At some point, I am allowed to pick up her stuff from her dorm room. Her summer semester roomie is a stranger to me and devastated by this turn. Her guilt is powerful and unwarranted. A summer dorm room is a temporary stopping place, as are many duty stations. This room reads transient life, which would not have been unfamiliar for her. She has little for me to gather, which makes things easier and much harder at the same time. She requested her Sufjan Stevens CDs. I find them.
There seems to be no definitive answer for when I can take her home. I’m doing my best with the details here but it’s fuzzy, a shower door all steamed up and glazed. I can’t tell you today how long she was in that place; I think it was five days—a grown-up timeout. I’ve heard that trauma solidifies memories, post-traumatic stress, and all that, but my memory feels wiped. A clean version of an old PC for sale. At some point, we are home again. We all slowly slide back into the old life, in the new town with a new house, new schools, a new command for him, a new job for me, combat deployment looming, and a new reality: We are not fine.
Resilience, they like to call it. The military kid’s motto of, “What doesn’t kill you makes you stronger.” The hand wave of a nation signaling you’ve got this. Commentary on the upbringing of my kids has always split into one of two directions: well-meaning people who want me to know that the military is great for kids, makes them resilient; and those who, in the kindest way possible, want to know if they might be damaged in some invisible way, like milk that looks fine but tastes sour. I, personally, likened us to container plants: portable with shallow roots that get moved regularly, sometimes thriving, sometimes surviving, based on location and the needs of each plant.

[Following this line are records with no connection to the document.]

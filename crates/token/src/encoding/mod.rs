//! Binary encoding implementation.
pub(crate) mod v1;

use crate::Result;
use binary_stream::{BinaryWriter, Encodable, Endian, Options};
use std::io::{Cursor, Error, ErrorKind};

/// Maximum buffer size allowed when reading.
///
/// No field can exceed the 16-bit length prefix.
const MAX_BUFFER_SIZE: usize = u16::MAX as usize;

/// Standard encoding options.
///
/// Tokens are encoded big-endian.
pub fn encoding_options() -> Options {
    Options {
        endian: Endian::Big,
        max_buffer_size: Some(MAX_BUFFER_SIZE),
    }
}

/// Encode to a binary buffer.
pub fn encode(encodable: &impl Encodable) -> Result<Vec<u8>> {
    let mut buffer = Vec::new();
    {
        let mut stream = Cursor::new(&mut buffer);
        let mut writer = BinaryWriter::new(&mut stream, encoding_options());
        encodable.encode(&mut writer)?;
    }
    Ok(buffer)
}

pub(crate) fn encoding_error(
    e: impl std::error::Error + Send + Sync + 'static,
) -> Error {
    Error::new(ErrorKind::Other, e)
}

She was the kind of kid who liked to hide under the table at her own birthday party to avoid the song and cake spotlight. As a teen, I often teased her that she couldn’t get a 150% on a school project. Funny as a kid, even funnier as an adult, the kind of funny only someone who spends more time watching than talking can be, a surgeon-like-precision funny that makes you laugh out loud. She liked, she still likes, a fair amount of certainty of success in a challenge. We moved and moved; she struggled no more or less than we expected. Eyes forward.

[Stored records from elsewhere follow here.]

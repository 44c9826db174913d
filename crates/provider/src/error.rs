use std::path::PathBuf;
use thiserror::Error;

/// Errors generated by the provider library.
#[derive(Debug, Error)]
pub enum Error {
    /// Error generated when a token was not issued by the
    /// expected provider.
    #[error("token issuer must be {expected} but got {found}")]
    IssuerMismatch {
        /// Expected issuer origin.
        expected: String,
        /// Issuer origin declared by the token.
        found: String,
    },

    /// Error generated when a token is intended for another provider.
    #[error("token audience must be {expected} but got {found}")]
    AudienceMismatch {
        /// Origin of this provider.
        expected: String,
        /// Audience origin declared by the token.
        found: String,
    },

    /// Error generated when a token was issued too long ago.
    #[error("token issued at {0} is stale")]
    StaleToken(String),

    /// Error generated when the issued time of a token
    /// cannot be parsed.
    #[error("token issued time {0} is invalid")]
    InvalidIssuedTime(String),

    /// Error generated when a sealed token exceeds the maximum size.
    #[error("token has {size} bytes which exceeds the maximum of {maximum}")]
    TokenTooLarge {
        /// Size of the decoded token and signature.
        size: usize,
        /// Maximum size accepted.
        maximum: usize,
    },

    /// Error generated when a provider has no URL configured
    /// for an endpoint.
    #[error("provider has no {0} endpoint")]
    MissingEndpoint(&'static str),

    /// Error generated when a configured origin is not a
    /// scheme, host and port tuple.
    #[error("origin {0} is not a valid provider origin")]
    InvalidOrigin(String),

    /// Error generated when a path is not a file.
    #[error("path {0} is not a file")]
    NotFile(PathBuf),

    /// Error generated by the token library.
    #[error(transparent)]
    Token(#[from] dar_token::Error),

    /// Error generated by the signer library.
    #[error(transparent)]
    Signer(#[from] dar_signer::Error),

    /// Error generated decoding base64.
    #[error(transparent)]
    Base64(#[from] base64::DecodeError),

    /// Error generated parsing TOML.
    #[error(transparent)]
    Toml(#[from] toml::de::Error),

    /// Error generated parsing a URL.
    #[error(transparent)]
    UrlParse(#[from] url::ParseError),

    /// Error generated by input/output.
    #[error(transparent)]
    Io(#[from] std::io::Error),
}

I was once a purveyor of resilience. The idea comforted me in the deep, dark hours of the night as we listened to one or another of our children cry softly in their rooms, another moving day approaching. Our relief that they offered no defiance was tempered by the heartbreak of their resigned compliance. Our hearts whispered, please be okay. Over time I realized that resilience was not a stain repellent. Nothing could make the sadness just slide off my kids. Just because you can take something doesn’t mean you should have to. Expected resilience took more than it gave. All the benefits went to the granter and not the recipient. Capital “R” Resilience joined its partner, thank you for your service, in absolving a nation of further reflection.
Then it happened again.
Different ER, different mental health facility, this time closer to home, with a bit of therapy and some meds but still no shoelaces. We’d been riding the pre-deployment conveyor belt: football practice, deployment briefs, parties to host, gatherings to attend, middle school open house, volleyball games, homework help, Marine Corps ball, work, worry; so many options on the worry front. We counted the days. We were down to days.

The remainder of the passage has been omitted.